Answer with the number of lines in the listing below that contain the word "machine", and nothing else.
'''
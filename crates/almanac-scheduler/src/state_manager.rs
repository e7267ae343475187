//! The queued, event-serialized state manager.
//!
//! All state movement funnels through [`StateManager::receive`] (events for
//! active instances) and [`StateManager::trigger`] (the first event of a
//! run). Requests are hashed onto a fixed set of shard workers; each shard is
//! a single task, so events for one instance apply in arrival order while
//! distinct instances proceed in parallel.
//!
//! A shard worker applies an event by:
//!
//! 1. reading the authoritative in-memory [`RunState`]
//! 2. computing the next state through the pure transition function
//! 3. appending the event to the log with the optimistic counter; on a
//!    counter conflict the instance is reloaded from the log and the event
//!    retried once
//! 4. swapping the new state into the in-memory map (terminal states are
//!    removed; the storage append already cleared their index row)
//! 5. fanning out to the output handlers on a separate task, so handler
//!    latency cannot stall the shard
//!
//! Once `receive` resolves, the event is durably logged, the in-memory state
//! reflects it, and the output handlers have been scheduled.

use std::collections::HashMap;
use std::collections::hash_map::DefaultHasher;
use std::hash::{Hash, Hasher};
use std::sync::Arc;
use std::sync::atomic::{AtomicU8, Ordering};
use std::time::Duration;

use async_trait::async_trait;
use chrono::Utc;
use tokio::sync::{Mutex, RwLock, mpsc, oneshot};
use tokio::task::JoinHandle;
use tracing::{Instrument, debug, warn};

use almanac_core::observability::instance_span;
use almanac_core::state::TriggerParameters;
use almanac_core::{Backfill, Event, RunState, SequencedEvent, WorkflowId, WorkflowInstance};

use crate::error::{Error, Result};
use crate::handlers::OutputHandler;
use crate::metrics::{labels, names};
use crate::storage::Storage;

/// Default number of shard workers.
pub const DEFAULT_SHARD_COUNT: usize = 16;

/// Capacity of each shard's request queue.
const SHARD_QUEUE_DEPTH: usize = 1024;

/// How long `close` waits for shards to drain.
const CLOSE_GRACE: Duration = Duration::from_secs(5);

const PHASE_LOADING: u8 = 0;
const PHASE_OPEN: u8 = 1;
const PHASE_CLOSED: u8 = 2;

/// Sink for events posted back into the state machine.
///
/// Output handlers and runner adapters hold the state manager through this
/// trait, which breaks the construction cycle between the manager and its
/// handlers: handlers post events, they never mutate state.
#[async_trait]
pub trait EventSink: Send + Sync {
    /// Submits an event for an active workflow instance.
    async fn receive(&self, instance: &WorkflowInstance, event: Event) -> Result<()>;
}

enum Request {
    Receive {
        instance: WorkflowInstance,
        event: Event,
        reply: oneshot::Sender<Result<()>>,
    },
    Trigger {
        instance: WorkflowInstance,
        trigger_id: String,
        parameters: TriggerParameters,
        backfill: Option<Backfill>,
        reply: oneshot::Sender<Result<()>>,
    },
}

/// The queued, sharded state machine driver.
pub struct StateManager {
    storage: Arc<dyn Storage>,
    states: Arc<RwLock<HashMap<WorkflowInstance, RunState>>>,
    handlers: RwLock<Arc<[Arc<dyn OutputHandler>]>>,
    shards: Mutex<Vec<mpsc::Sender<Request>>>,
    workers: Mutex<Vec<JoinHandle<()>>>,
    phase: AtomicU8,
}

impl StateManager {
    /// Creates a state manager in the loading phase.
    ///
    /// Attach output handlers and restore replayed states, then call
    /// [`StateManager::start`].
    #[must_use]
    pub fn new(storage: Arc<dyn Storage>) -> Arc<Self> {
        Arc::new(Self {
            storage,
            states: Arc::new(RwLock::new(HashMap::new())),
            handlers: RwLock::new(Arc::from(Vec::new())),
            shards: Mutex::new(Vec::new()),
            workers: Mutex::new(Vec::new()),
            phase: AtomicU8::new(PHASE_LOADING),
        })
    }

    /// Attaches the ordered output handler chain.
    ///
    /// # Errors
    ///
    /// Fails with [`Error::IsClosed`] once the manager is open.
    pub async fn set_output_handlers(&self, handlers: Vec<Arc<dyn OutputHandler>>) -> Result<()> {
        if self.phase.load(Ordering::Acquire) != PHASE_LOADING {
            return Err(Error::IsClosed);
        }
        *self.handlers.write().await = Arc::from(handlers);
        Ok(())
    }

    /// Seeds the in-memory map with replayed states.
    ///
    /// # Errors
    ///
    /// Fails with [`Error::IsClosed`] once the manager is open.
    pub async fn restore(&self, states: HashMap<WorkflowInstance, RunState>) -> Result<()> {
        if self.phase.load(Ordering::Acquire) != PHASE_LOADING {
            return Err(Error::IsClosed);
        }
        self.states.write().await.extend(states);
        Ok(())
    }

    /// Opens the manager: spawns the shard workers and starts accepting
    /// events.
    pub async fn start(self: &Arc<Self>, shard_count: usize) {
        let shard_count = shard_count.max(1);
        let handlers = Arc::clone(&*self.handlers.read().await);

        let mut senders = Vec::with_capacity(shard_count);
        let mut workers = Vec::with_capacity(shard_count);
        for shard in 0..shard_count {
            let (tx, rx) = mpsc::channel(SHARD_QUEUE_DEPTH);
            senders.push(tx);
            workers.push(tokio::spawn(run_shard(
                shard,
                rx,
                Arc::clone(&self.storage),
                Arc::clone(&self.states),
                Arc::clone(&handlers),
            )));
        }

        *self.shards.lock().await = senders;
        *self.workers.lock().await = workers;
        self.phase.store(PHASE_OPEN, Ordering::Release);
    }

    /// Starts a run: creates the fresh state and applies `triggerExecution`.
    ///
    /// When `backfill` is supplied the event append also persists the
    /// advanced backfill row in the same storage transaction.
    ///
    /// # Errors
    ///
    /// Fails with [`Error::AlreadyActive`] if the instance is already
    /// running, [`Error::IsClosed`] if the manager is not open, or a storage
    /// error.
    pub async fn trigger(
        &self,
        instance: WorkflowInstance,
        trigger_id: String,
        parameters: TriggerParameters,
        backfill: Option<Backfill>,
    ) -> Result<()> {
        self.submit(|reply| Request::Trigger {
            instance,
            trigger_id,
            parameters,
            backfill,
            reply,
        })
        .await
    }

    /// Returns an immutable snapshot of all active run states.
    pub async fn active_states(&self) -> HashMap<WorkflowInstance, RunState> {
        self.states.read().await.clone()
    }

    /// Returns the number of active instances of one workflow.
    pub async fn active_count_for(&self, workflow_id: &WorkflowId) -> usize {
        self.states
            .read()
            .await
            .keys()
            .filter(|instance| &instance.workflow_id == workflow_id)
            .count()
    }

    /// Closes the manager: rejects further events and drains the shard
    /// queues within a bounded grace period.
    pub async fn close(&self) {
        self.phase.store(PHASE_CLOSED, Ordering::Release);
        self.shards.lock().await.clear();

        let workers: Vec<_> = self.workers.lock().await.drain(..).collect();
        for worker in workers {
            if tokio::time::timeout(CLOSE_GRACE, worker).await.is_err() {
                warn!("state-manager shard did not drain within the close grace period");
            }
        }
    }

    async fn submit<F>(&self, request: F) -> Result<()>
    where
        F: FnOnce(oneshot::Sender<Result<()>>) -> Request,
    {
        if self.phase.load(Ordering::Acquire) != PHASE_OPEN {
            return Err(Error::IsClosed);
        }

        let (reply, response) = oneshot::channel();
        let request = request(reply);
        let sender = {
            let shards = self.shards.lock().await;
            if shards.is_empty() {
                return Err(Error::IsClosed);
            }
            let index = shard_index(request_instance(&request), shards.len());
            shards[index].clone()
        };

        metrics::gauge!(names::QUEUED_EVENTS).increment(1.0);
        if sender.send(request).await.is_err() {
            metrics::gauge!(names::QUEUED_EVENTS).decrement(1.0);
            return Err(Error::IsClosed);
        }
        response.await.map_err(|_| Error::IsClosed)?
    }
}

#[async_trait]
impl EventSink for StateManager {
    async fn receive(&self, instance: &WorkflowInstance, event: Event) -> Result<()> {
        let instance = instance.clone();
        self.submit(|reply| Request::Receive {
            instance,
            event,
            reply,
        })
        .await
    }
}

fn request_instance(request: &Request) -> &WorkflowInstance {
    match request {
        Request::Receive { instance, .. } | Request::Trigger { instance, .. } => instance,
    }
}

fn shard_index(instance: &WorkflowInstance, shard_count: usize) -> usize {
    let mut hasher = DefaultHasher::new();
    instance.hash(&mut hasher);
    #[allow(clippy::cast_possible_truncation)]
    {
        hasher.finish() as usize % shard_count
    }
}

async fn run_shard(
    shard: usize,
    mut requests: mpsc::Receiver<Request>,
    storage: Arc<dyn Storage>,
    states: Arc<RwLock<HashMap<WorkflowInstance, RunState>>>,
    handlers: Arc<[Arc<dyn OutputHandler>]>,
) {
    while let Some(request) = requests.recv().await {
        metrics::gauge!(names::QUEUED_EVENTS).decrement(1.0);
        match request {
            Request::Receive {
                instance,
                event,
                reply,
            } => {
                let result =
                    apply_event(storage.as_ref(), &states, &handlers, &instance, &event).await;
                let _ = reply.send(result);
            }
            Request::Trigger {
                instance,
                trigger_id,
                parameters,
                backfill,
                reply,
            } => {
                let result = apply_trigger(
                    storage.as_ref(),
                    &states,
                    &handlers,
                    instance,
                    trigger_id,
                    parameters,
                    backfill,
                )
                .await;
                let _ = reply.send(result);
            }
        }
    }
    debug!(shard, "state-manager shard drained");
}

async fn apply_event(
    storage: &dyn Storage,
    states: &RwLock<HashMap<WorkflowInstance, RunState>>,
    handlers: &Arc<[Arc<dyn OutputHandler>]>,
    instance: &WorkflowInstance,
    event: &Event,
) -> Result<()> {
    let current = states
        .read()
        .await
        .get(instance)
        .cloned()
        .ok_or_else(|| Error::NotActive {
            instance: instance.clone(),
        })?;

    let next = match persist(storage, &current, event).await {
        Ok(next) => next,
        Err(Error::CounterConflict {
            expected, actual, ..
        }) => {
            // The in-memory state lost a race against the log; reload the
            // authoritative state and retry once.
            warn!(
                instance = %instance,
                expected,
                actual,
                "counter conflict, reloading from log and retrying"
            );
            let reloaded = crate::replay::replay_instance(storage, instance)
                .await?
                .ok_or_else(|| Error::NotActive {
                    instance: instance.clone(),
                })?;
            persist(storage, &reloaded, event).await?
        }
        Err(error) => return Err(error),
    };

    commit(states, handlers, next).await;
    Ok(())
}

#[allow(clippy::too_many_arguments)]
async fn apply_trigger(
    storage: &dyn Storage,
    states: &RwLock<HashMap<WorkflowInstance, RunState>>,
    handlers: &Arc<[Arc<dyn OutputHandler>]>,
    instance: WorkflowInstance,
    trigger_id: String,
    parameters: TriggerParameters,
    backfill: Option<Backfill>,
) -> Result<()> {
    if states.read().await.contains_key(&instance) {
        return Err(Error::AlreadyActive { instance });
    }

    let now = Utc::now();
    let base_counter = storage.latest_counter(&instance).await?.unwrap_or(0);
    let fresh = RunState::fresh(instance.clone(), base_counter, now);
    let event = Event::TriggerExecution {
        trigger_id,
        parameters,
    };
    let next = fresh.transition(&event, now)?;
    let sequenced = SequencedEvent {
        instance: instance.clone(),
        counter: next.counter,
        timestamp: now,
        event,
    };

    match backfill {
        Some(backfill) => {
            storage
                .append_trigger_event(&sequenced, &next, &backfill)
                .await?;
        }
        None => storage.append_event(&sequenced, &next).await?,
    }

    commit(states, handlers, next).await;
    Ok(())
}

/// Transitions and durably appends; the new state is only returned once the
/// event is logged.
async fn persist(storage: &dyn Storage, current: &RunState, event: &Event) -> Result<RunState> {
    let now = Utc::now();
    let next = current.transition(event, now)?;
    let sequenced = SequencedEvent {
        instance: next.instance.clone(),
        counter: next.counter,
        timestamp: now,
        event: event.clone(),
    };
    storage.append_event(&sequenced, &next).await?;
    Ok(next)
}

async fn commit(
    states: &RwLock<HashMap<WorkflowInstance, RunState>>,
    handlers: &Arc<[Arc<dyn OutputHandler>]>,
    next: RunState,
) {
    {
        let mut map = states.write().await;
        if next.state.is_terminal() {
            map.remove(&next.instance);
        } else {
            map.insert(next.instance.clone(), next.clone());
        }
    }
    dispatch_handlers(handlers, next);
}

/// Runs the handler chain on its own task, in declared order, isolating
/// failures per handler.
fn dispatch_handlers(handlers: &Arc<[Arc<dyn OutputHandler>]>, state: RunState) {
    if handlers.is_empty() {
        return;
    }
    let handlers = Arc::clone(handlers);
    let span = instance_span("output_handlers", &state.instance);
    tokio::spawn(
        async move {
            for handler in handlers.iter() {
                if let Err(error) = handler.transition_into(&state).await {
                    warn!(
                        handler = handler.name(),
                        state = %state.state,
                        error = %error,
                        "output handler failed"
                    );
                    metrics::counter!(
                        names::HANDLER_FAILURES_TOTAL,
                        labels::HANDLER => handler.name()
                    )
                    .increment(1);
                }
            }
        }
        .instrument(span),
    );
}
'''
_Output below_
2